PROBLEM STATEMENT: Go through the data line by line from the top, retyping each exactly, and end with the line that contains "pub struct QueryService".

PROVIDED ENTRIES:
=== Section Start ===
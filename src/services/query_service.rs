//! Query Service
//!
//! 角色范围内的订单查询与目录信息。范围裁剪本身是纯逻辑
//! ([`workflow::resolve_scope`])；这里补上需要目录数据的校验
//! (member/department 筛选对象是否存在、是否在团队领导辖内)。

use sqlx::SqlitePool;

use crate::auth::CurrentUser;
use crate::db::models::{DepartmentInfo, MemberBrief, OrderSummary, Role};
use crate::db::repository::{DepartmentRepository, MemberRepository, OrderRepository};
use crate::utils::{AppError, AppResult};
use crate::workflow::{self, OrderFilter};

pub struct QueryService {
    orders: OrderRepository,
    members: MemberRepository,
    departments: DepartmentRepository,
}

impl QueryService {
    pub fn new(pool: SqlitePool) -> Self {
        Self {
            orders: OrderRepository::new(pool.clone()),
            members: MemberRepository::new(pool.clone()),
            departments: DepartmentRepository::new(pool),
        }
    }

    /// 角色范围内的订单列表
    ///
    /// 员工固定本人；团队领导固定本部门，member 筛选限本部门成员；
    /// 中心主任可按部门/成员/状态任意组合收窄。
    pub async fn list_orders(
        &self,
        actor: &CurrentUser,
        filter: OrderFilter,
    ) -> AppResult<Vec<OrderSummary>> {
        // 先按角色裁剪范围：越权的筛选条件在这里就被拒绝，
        // 不会泄露筛选对象是否存在
        let scope = workflow::resolve_scope(
            actor.role,
            &actor.id,
            actor.department_id.as_deref(),
            filter.clone(),
        )?;

        // 范围合法后，筛选对象必须真实存在，未知 ID 报 NotFound
        if let Some(department_id) = &filter.department_id
            && self.departments.find_by_id(department_id).await?.is_none()
        {
            return Err(AppError::not_found(format!(
                "Department {} not found",
                department_id
            )));
        }
        if let Some(member_id) = &filter.member_id {
            let member = self
                .members
                .find_by_id(member_id)
                .await?
                .ok_or_else(|| AppError::not_found(format!("Member {} not found", member_id)))?;

            // 团队领导只能筛选本部门成员
            if actor.role == Role::TeamLeader
                && member.department_id.as_deref() != actor.department_id.as_deref()
            {
                return Err(AppError::forbidden(format!(
                    "Member {} is outside your department",
                    member_id
                )));
            }
        }

        Ok(self.orders.list(&scope).await?)
    }

    /// 目录信息：部门 + 成员列表，用于填充筛选下拉框
    ///
    /// 团队领导得到本部门的单元素列表，中心主任得到全部部门。
    pub async fn department_info(&self, actor: &CurrentUser) -> AppResult<Vec<DepartmentInfo>> {
        match actor.role {
            Role::Employee => Err(AppError::forbidden(
                "Reviewer role required".to_string(),
            )),
            Role::TeamLeader => {
                let department_id = actor.supervised_department()?;
                let department = self
                    .departments
                    .find_by_id(department_id)
                    .await?
                    .ok_or_else(|| {
                        AppError::not_found(format!("Department {} not found", department_id))
                    })?;
                Ok(vec![self.build_info(department.id, department.name).await?])
            }
            Role::CenterDirector => {
                let departments = self.departments.find_all().await?;
                let mut infos = Vec::with_capacity(departments.len());
                for department in departments {
                    infos.push(self.build_info(department.id, department.name).await?);
                }
                Ok(infos)
            }
        }
    }

    async fn build_info(&self, id: String, name: String) -> AppResult<DepartmentInfo> {
        let members = self
            .members
            .find_by_department(&id)
            .await?
            .into_iter()
            .map(|m| MemberBrief {
                member_id: m.id,
                member_name: m.display_name,
            })
            .collect();
        Ok(DepartmentInfo {
            department_id: id,
            department_name: name,
            members,
        })
    }
}
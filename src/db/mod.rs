//! 数据库层
//!
//! SQLite 连接池与嵌入式迁移。审批流对并发的唯一要求是
//! "同一订单上的条件更新串行化"，WAL + busy_timeout 下由
//! SQLite 的单写者模型保证。

pub mod models;
pub mod repository;

use std::path::Path;
use std::str::FromStr;

use sqlx::SqlitePool;
use sqlx::sqlite::{SqliteConnectOptions, SqliteJournalMode, SqlitePoolOptions, SqliteSynchronous};

use crate::utils::AppError;

/// 数据库服务，持有 SQLite 连接池
#[derive(Clone)]
pub struct DbService {
    pub pool: SqlitePool,
}

impl DbService {
    /// 打开 (必要时创建) 数据库并应用迁移
    ///
    /// WAL 日志 + NORMAL 同步；写冲突时等待 5s 而非立即失败。
    pub async fn new(db_path: &Path) -> Result<Self, AppError> {
        let options = SqliteConnectOptions::from_str(&format!("sqlite:{}", db_path.display()))
            .map_err(|e| AppError::database(format!("Invalid database path: {e}")))?
            .create_if_missing(true)
            .journal_mode(SqliteJournalMode::Wal)
            .synchronous(SqliteSynchronous::Normal)
            .pragma("foreign_keys", "ON")
            .pragma("busy_timeout", "5000")
            .optimize_on_close(true, None);

        let pool = SqlitePoolOptions::new()
            .max_connections(5)
            .connect_with(options)
            .await
            .map_err(|e| AppError::database(format!("Failed to open database: {e}")))?;

        tracing::info!(
            path = %db_path.display(),
            "Database connection established (SQLite WAL, busy_timeout=5000ms)"
        );

        sqlx::migrate!("./migrations")
            .set_ignore_missing(true)
            .run(&pool)
            .await
            .map_err(|e| AppError::database(format!("Failed to apply migrations: {e}")))?;
        tracing::info!("Database migrations applied");

        Ok(Self { pool })
    }
}
//! 服务器配置

use std::path::PathBuf;

use crate::auth::JwtConfig;

/// 服务器配置 - 所有配置项
///
/// # 环境变量
///
/// 所有配置项都可以通过环境变量覆盖：
///
/// | 环境变量 | 默认值 | 说明 |
/// |----------|--------|------|
/// | WORK_DIR | /var/lib/approval-server | 工作目录 |
/// | HTTP_PORT | 3000 | HTTP 服务端口 |
/// | ENVIRONMENT | development | 运行环境 |
/// | JWT_SECRET | (开发密钥) | JWT 签名密钥 |
/// | JWT_EXPIRATION_MINUTES | 1440 | 令牌有效期 |
///
/// # 示例
///
/// ```ignore
/// WORK_DIR=/data/approval HTTP_PORT=8080 cargo run
/// ```
#[derive(Debug, Clone)]
pub struct Config {
    /// 工作目录，存储数据库、图片、日志
    pub work_dir: String,
    /// HTTP API 服务端口
    pub http_port: u16,
    /// JWT 认证配置
    pub jwt: JwtConfig,
    /// 运行环境: development | staging | production
    pub environment: String,
}

impl Config {
    /// 从环境变量加载配置
    ///
    /// 如果环境变量未设置，使用默认值
    pub fn from_env() -> Self {
        Self {
            work_dir: std::env::var("WORK_DIR")
                .unwrap_or_else(|_| "/var/lib/approval-server".into()),
            http_port: std::env::var("HTTP_PORT")
                .ok()
                .and_then(|p| p.parse().ok())
                .unwrap_or(3000),
            jwt: JwtConfig::default(),
            environment: std::env::var("ENVIRONMENT").unwrap_or_else(|_| "development".into()),
        }
    }

    /// 使用自定义工作目录/端口覆盖配置 (测试场景)
    pub fn with_overrides(work_dir: impl Into<String>, http_port: u16) -> Self {
        let mut config = Self::from_env();
        config.work_dir = work_dir.into();
        config.http_port = http_port;
        config
    }

    /// 数据库目录 `work_dir/database`
    pub fn database_dir(&self) -> PathBuf {
        PathBuf::from(&self.work_dir).join("database")
    }

    /// 日志目录 `work_dir/logs`
    pub fn logs_dir(&self) -> PathBuf {
        PathBuf::from(&self.work_dir).join("logs")
    }

    /// 确保工作目录结构存在
    pub fn ensure_work_dir_structure(&self) -> std::io::Result<()> {
        std::fs::create_dir_all(self.database_dir())?;
        std::fs::create_dir_all(self.logs_dir())?;
        std::fs::create_dir_all(PathBuf::from(&self.work_dir).join("uploads/images"))?;
        Ok(())
    }

    /// 是否生产环境
    pub fn is_production(&self) -> bool {
        self.environment == "production"
    }

    /// 是否开发环境
    pub fn is_development(&self) -> bool {
        self.environment == "development"
    }
}

impl Default for Config {
    fn default() -> Self {
        Self::from_env()
    }
}
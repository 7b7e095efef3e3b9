//! 服务层
//!
//! 处理器之下、仓储之上的业务服务：
//!
//! - [`OrderService`] - 订单 CRUD、附件生命周期、批量上报
//! - [`ApprovalService`] - 审批决定、进度视图
//! - [`QueryService`] - 角色范围查询、目录信息
//! - [`ImageStore`] - 附件图片存储

mod approval_service;
mod image_store;
mod order_service;
mod query_service;

pub use approval_service::ApprovalService;
pub use image_store::ImageStore;
pub use order_service::OrderService;
pub use query_service::QueryService;
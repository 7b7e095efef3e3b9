//! Order API Module

mod handler;

pub(crate) use handler::parse_statuses;

use axum::{
    Router,
    routing::{get, post},
};

use crate::core::ServerState;

/// Order router
pub fn router() -> Router<ServerState> {
    Router::new().nest("/api/orders", routes())
}

fn routes() -> Router<ServerState> {
    Router::new()
        .route("/", post(handler::create).get(handler::list_mine))
        .route("/submit", post(handler::submit))
        .route(
            "/{id}",
            get(handler::detail)
                .patch(handler::update)
                .delete(handler::delete),
        )
        .route("/{id}/image", get(handler::image))
}
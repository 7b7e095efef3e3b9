//! 服务器状态

use std::path::PathBuf;
use std::sync::Arc;

use sqlx::SqlitePool;

use crate::auth::JwtService;
use crate::core::Config;
use crate::core::bootstrap;
use crate::db::DbService;
use crate::services::ImageStore;
use crate::utils::{AppError, AppResult};

/// 服务器状态 - 持有所有服务的共享引用
///
/// 使用 Arc/池句柄实现浅拷贝，克隆成本极低。
///
/// | 字段 | 类型 | 说明 |
/// |------|------|------|
/// | config | Config | 配置项 (不可变) |
/// | db | SqlitePool | SQLite 连接池 |
/// | jwt_service | Arc<JwtService> | JWT 认证服务 |
/// | image_store | ImageStore | 订单附件图片存储 |
#[derive(Clone)]
pub struct ServerState {
    /// 服务器配置
    pub config: Config,
    /// SQLite 连接池
    pub db: SqlitePool,
    /// JWT 认证服务
    pub jwt_service: Arc<JwtService>,
    /// 订单附件图片存储
    pub image_store: ImageStore,
}

impl ServerState {
    /// 初始化服务器状态
    ///
    /// 按顺序初始化：
    /// 1. 工作目录结构
    /// 2. 数据库 (work_dir/database/approval.db) + 迁移
    /// 3. 图片存储、JWT 服务
    /// 4. 首次启动引导账号
    pub async fn initialize(config: &Config) -> AppResult<Self> {
        config
            .ensure_work_dir_structure()
            .map_err(|e| AppError::internal(format!("Failed to create work directory: {e}")))?;

        let db_path = config.database_dir().join("approval.db");
        let db_service = DbService::new(&db_path).await?;
        let db = db_service.pool;

        let image_store = ImageStore::new(&PathBuf::from(&config.work_dir))?;
        let jwt_service = Arc::new(JwtService::with_config(config.jwt.clone()));

        bootstrap::seed_default_director(&db).await?;

        Ok(Self {
            config: config.clone(),
            db,
            jwt_service,
            image_store,
        })
    }

    /// 获取数据库连接池
    pub fn get_db(&self) -> SqlitePool {
        self.db.clone()
    }

    /// 获取 JWT 服务
    pub fn get_jwt_service(&self) -> Arc<JwtService> {
        self.jwt_service.clone()
    }

    /// 获取工作目录
    pub fn work_dir(&self) -> PathBuf {
        PathBuf::from(&self.config.work_dir)
    }
}
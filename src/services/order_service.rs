//! Order Service
//!
//! 订单 CRUD 与批量上报。草稿只能由创建者修改/删除；
//! 上报在单个事务内整批校验，任何一单不合规则整批回滚。

use sqlx::SqlitePool;
use uuid::Uuid;
use validator::Validate;

use crate::auth::CurrentUser;
use crate::db::models::{
    Order, OrderCreate, OrderDetail, OrderStatus, OrderSummary, OrderUpdate, Role,
};
use crate::db::repository::{DepartmentRepository, MemberRepository, OrderRepository};
use crate::services::ImageStore;
use crate::utils::{AppError, AppResult, now_millis};
use crate::workflow::{self, OrderScope};

pub struct OrderService {
    orders: OrderRepository,
    members: MemberRepository,
    departments: DepartmentRepository,
    images: ImageStore,
}

impl OrderService {
    pub fn new(pool: SqlitePool, images: ImageStore) -> Self {
        Self {
            orders: OrderRepository::new(pool.clone()),
            members: MemberRepository::new(pool.clone()),
            departments: DepartmentRepository::new(pool),
            images,
        }
    }

    /// 创建草稿订单 (可选附件图片)
    ///
    /// 图片先落盘再写订单行；订单写入失败时回收已写入的图片。
    pub async fn create(
        &self,
        actor: &CurrentUser,
        payload: OrderCreate,
        image: Option<Vec<u8>>,
    ) -> AppResult<Order> {
        payload.validate()?;

        let department_id = match actor.role {
            Role::Employee | Role::TeamLeader => {
                actor.department_id.clone().ok_or_else(|| {
                    AppError::internal("Member account has no department")
                })?
            }
            Role::CenterDirector => {
                return Err(AppError::forbidden(
                    "Center director does not create orders".to_string(),
                ));
            }
        };

        let image_ref = match image {
            Some(bytes) => Some(self.images.store(&bytes)?),
            None => None,
        };

        let now = now_millis();
        let order = Order {
            id: Uuid::new_v4().to_string(),
            owner_id: actor.id.clone(),
            department_id,
            item_name: payload.item_name,
            quantity: payload.quantity,
            price: payload.price,
            comment: payload.comment,
            image_ref: image_ref.clone(),
            status: OrderStatus::Draft,
            reject_reason: None,
            created_at: now,
            updated_at: now,
        };

        if let Err(e) = self.orders.create(&order).await {
            // 订单未落库，回收图片避免孤儿文件
            if let Some(image_ref) = &image_ref {
                let _ = self.images.delete(image_ref);
            }
            return Err(e.into());
        }

        tracing::info!(order_id = %order.id, owner = %actor.username, "Order draft created");
        Ok(order)
    }

    /// 订单详情 (含所有者/部门名称)
    pub async fn detail(&self, actor: &CurrentUser, order_id: &str) -> AppResult<OrderDetail> {
        let order = self.orders.get(order_id).await?;
        self.authorize_read(actor, &order)?;

        let owner = self
            .members
            .find_by_id(&order.owner_id)
            .await?
            .ok_or_else(|| AppError::internal("Order owner missing from directory"))?;
        let department = self
            .departments
            .find_by_id(&order.department_id)
            .await?
            .ok_or_else(|| AppError::internal("Order department missing from directory"))?;

        Ok(OrderDetail {
            order,
            owner_name: owner.display_name,
            department_name: department.name,
        })
    }

    /// 本人订单列表，可选状态集合筛选
    pub async fn my_orders(
        &self,
        actor: &CurrentUser,
        statuses: Option<Vec<OrderStatus>>,
    ) -> AppResult<Vec<OrderSummary>> {
        let scope = OrderScope {
            owner_id: Some(actor.id.clone()),
            department_id: None,
            statuses,
        };
        Ok(self.orders.list(&scope).await?)
    }

    /// 订单附件图片内容
    pub async fn image(&self, actor: &CurrentUser, order_id: &str) -> AppResult<Vec<u8>> {
        let order = self.orders.get(order_id).await?;
        self.authorize_read(actor, &order)?;

        let image_ref = order
            .image_ref
            .as_deref()
            .ok_or_else(|| AppError::not_found(format!("Order {} has no image", order_id)))?;
        self.images.fetch(image_ref)
    }

    /// 修改草稿 (创建者本人，仅 draft 状态)
    ///
    /// 新图片先落盘，行更新成功后再删除旧图片；
    /// 行更新失败时删除新图片，保持订单与附件一致。
    pub async fn update(
        &self,
        actor: &CurrentUser,
        order_id: &str,
        payload: OrderUpdate,
        image: Option<Vec<u8>>,
    ) -> AppResult<Order> {
        payload.validate()?;

        let order = self.orders.get(order_id).await?;
        if order.owner_id != actor.id {
            return Err(AppError::forbidden(
                "Only the creator can edit an order".to_string(),
            ));
        }
        if order.status != OrderStatus::Draft {
            return Err(AppError::invalid_transition(format!(
                "Order {} is not editable in status '{}'",
                order_id, order.status
            )));
        }

        let new_image_ref = match image {
            Some(bytes) => Some(self.images.store(&bytes)?),
            None => None,
        };

        let item_name = payload.item_name.unwrap_or(order.item_name);
        let quantity = payload.quantity.unwrap_or(order.quantity);
        let price = payload.price.unwrap_or(order.price);
        let comment = payload.comment.or(order.comment);
        let image_ref = new_image_ref.clone().or(order.image_ref.clone());

        let updated = match self
            .orders
            .update_draft(
                order_id,
                &actor.id,
                &item_name,
                quantity,
                price,
                comment.as_deref(),
                image_ref.as_deref(),
            )
            .await
        {
            Ok(updated) => updated,
            Err(e) => {
                // 行更新失败，订单仍指向旧图片，回收新图片避免孤儿文件
                if let Some(image_ref) = &new_image_ref {
                    let _ = self.images.delete(image_ref);
                }
                return Err(e.into());
            }
        };

        if !updated {
            // 条件更新未命中：订单在读取后被上报/删除
            if let Some(image_ref) = &new_image_ref {
                let _ = self.images.delete(image_ref);
            }
            return match self.orders.find_by_id(order_id).await? {
                None => Err(AppError::not_found(format!("Order {} not found", order_id))),
                Some(current) => Err(AppError::invalid_transition(format!(
                    "Order {} is not editable in status '{}'",
                    order_id, current.status
                ))),
            };
        }

        // 替换成功后回收旧图片
        if new_image_ref.is_some()
            && let Some(old_ref) = &order.image_ref
        {
            let _ = self.images.delete(old_ref);
        }

        Ok(self.orders.get(order_id).await?)
    }

    /// 删除草稿 (创建者本人，仅 draft 状态)；附件随订单一并删除
    pub async fn delete(&self, actor: &CurrentUser, order_id: &str) -> AppResult<()> {
        let order = self.orders.get(order_id).await?;
        if order.owner_id != actor.id {
            return Err(AppError::forbidden(
                "Only the creator can delete an order".to_string(),
            ));
        }
        if order.status != OrderStatus::Draft {
            return Err(AppError::invalid_transition(format!(
                "Order {} is not deletable in status '{}'",
                order_id, order.status
            )));
        }

        let deleted = self.orders.delete_draft(order_id, &actor.id).await?;
        if !deleted {
            return match self.orders.find_by_id(order_id).await? {
                None => Err(AppError::not_found(format!("Order {} not found", order_id))),
                Some(current) => Err(AppError::invalid_transition(format!(
                    "Order {} is not deletable in status '{}'",
                    order_id, current.status
                ))),
            };
        }

        if let Some(image_ref) = &order.image_ref {
            let _ = self.images.delete(image_ref);
        }

        tracing::info!(order_id = %order_id, owner = %actor.username, "Order draft deleted");
        Ok(())
    }

    /// 批量上报选中的草稿
    ///
    /// 整批要么全部推进一个阶段，要么一单未动：单个事务内逐单校验，
    /// 第一处不合规即回滚并报出违规的订单 ID。
    pub async fn submit(&self, actor: &CurrentUser, order_ids: &[String]) -> AppResult<usize> {
        if order_ids.is_empty() {
            return Err(AppError::validation("No orders selected".to_string()));
        }

        // 上报目标阶段由角色决定；非草稿在循环内逐单报错
        let target = workflow::submit_target(OrderStatus::Draft, actor.role)?;

        // set 语义：重复 ID 只处理一次
        let mut ids: Vec<&String> = Vec::with_capacity(order_ids.len());
        for id in order_ids {
            if !ids.contains(&id) {
                ids.push(id);
            }
        }

        let mut tx = self
            .orders
            .pool()
            .begin()
            .await
            .map_err(|e| AppError::database(format!("Failed to begin transaction: {e}")))?;

        let now = now_millis();
        for id in &ids {
            let order = sqlx::query_as::<_, Order>(
                "SELECT id, owner_id, department_id, item_name, quantity, price, comment, \
                 image_ref, status, reject_reason, created_at, updated_at \
                 FROM orders WHERE id = ?",
            )
            .bind(id)
            .fetch_optional(&mut *tx)
            .await
            .map_err(|e| AppError::database(e.to_string()))?
            .ok_or_else(|| AppError::not_found(format!("Order {} not found", id)))?;

            if order.owner_id != actor.id {
                return Err(AppError::forbidden(format!(
                    "Order {} does not belong to the submitter",
                    id
                )));
            }
            if order.status != OrderStatus::Draft {
                return Err(AppError::invalid_transition(format!(
                    "Order {} is not submittable in status '{}'",
                    id, order.status
                )));
            }

            let rows = sqlx::query(
                "UPDATE orders SET status = ?, updated_at = ? WHERE id = ? AND status = ?",
            )
            .bind(target)
            .bind(now)
            .bind(id)
            .bind(OrderStatus::Draft)
            .execute(&mut *tx)
            .await
            .map_err(|e| AppError::database(e.to_string()))?;

            if rows.rows_affected() != 1 {
                return Err(AppError::invalid_transition(format!(
                    "Order {} changed status during submission",
                    id
                )));
            }
        }

        tx.commit()
            .await
            .map_err(|e| AppError::database(format!("Failed to commit submission: {e}")))?;

        tracing::info!(
            count = ids.len(),
            submitter = %actor.username,
            target = %target,
            "Orders submitted"
        );
        Ok(ids.len())
    }

    /// 读权限：本人订单、团队领导的本部门订单、中心主任的全部订单
    fn authorize_read(&self, actor: &CurrentUser, order: &Order) -> AppResult<()> {
        let allowed = match actor.role {
            Role::Employee => order.owner_id == actor.id,
            Role::TeamLeader => {
                order.owner_id == actor.id
                    || actor.department_id.as_deref() == Some(order.department_id.as_str())
            }
            Role::CenterDirector => true,
        };
        if allowed {
            Ok(())
        } else {
            Err(AppError::forbidden(format!(
                "Order {} is outside your scope",
                order.id
            )))
        }
    }
}
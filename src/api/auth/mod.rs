//! Auth API Module

mod handler;

use axum::{Router, routing::{get, post}};

use crate::core::ServerState;

/// Auth router
pub fn router() -> Router<ServerState> {
    Router::new().nest("/api/auth", routes())
}

fn routes() -> Router<ServerState> {
    Router::new()
        .route("/login", post(handler::login))
        .route("/me", get(handler::me))
}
=== Section End ===
EXERCISE OUTPUT:
filename src/services/query_service.rs
//! Query Service
//!
//! 角色范围内的订单查询与目录信息。范围裁剪本身是纯逻辑
//! ([`workflow::resolve_scope`])；这里补上需要目录数据的校验
//! (member/department 筛选对象是否存在、是否在团队领导辖内)。

use sqlx::SqlitePool;

use crate::auth::CurrentUser;
use crate::db::models::{DepartmentInfo, MemberBrief, OrderSummary, Role};
use crate::db::repository::{DepartmentRepository, MemberRepository, OrderRepository};
use crate::utils::{AppError, AppResult};
use crate::workflow::{self, OrderFilter};

pub struct QueryService {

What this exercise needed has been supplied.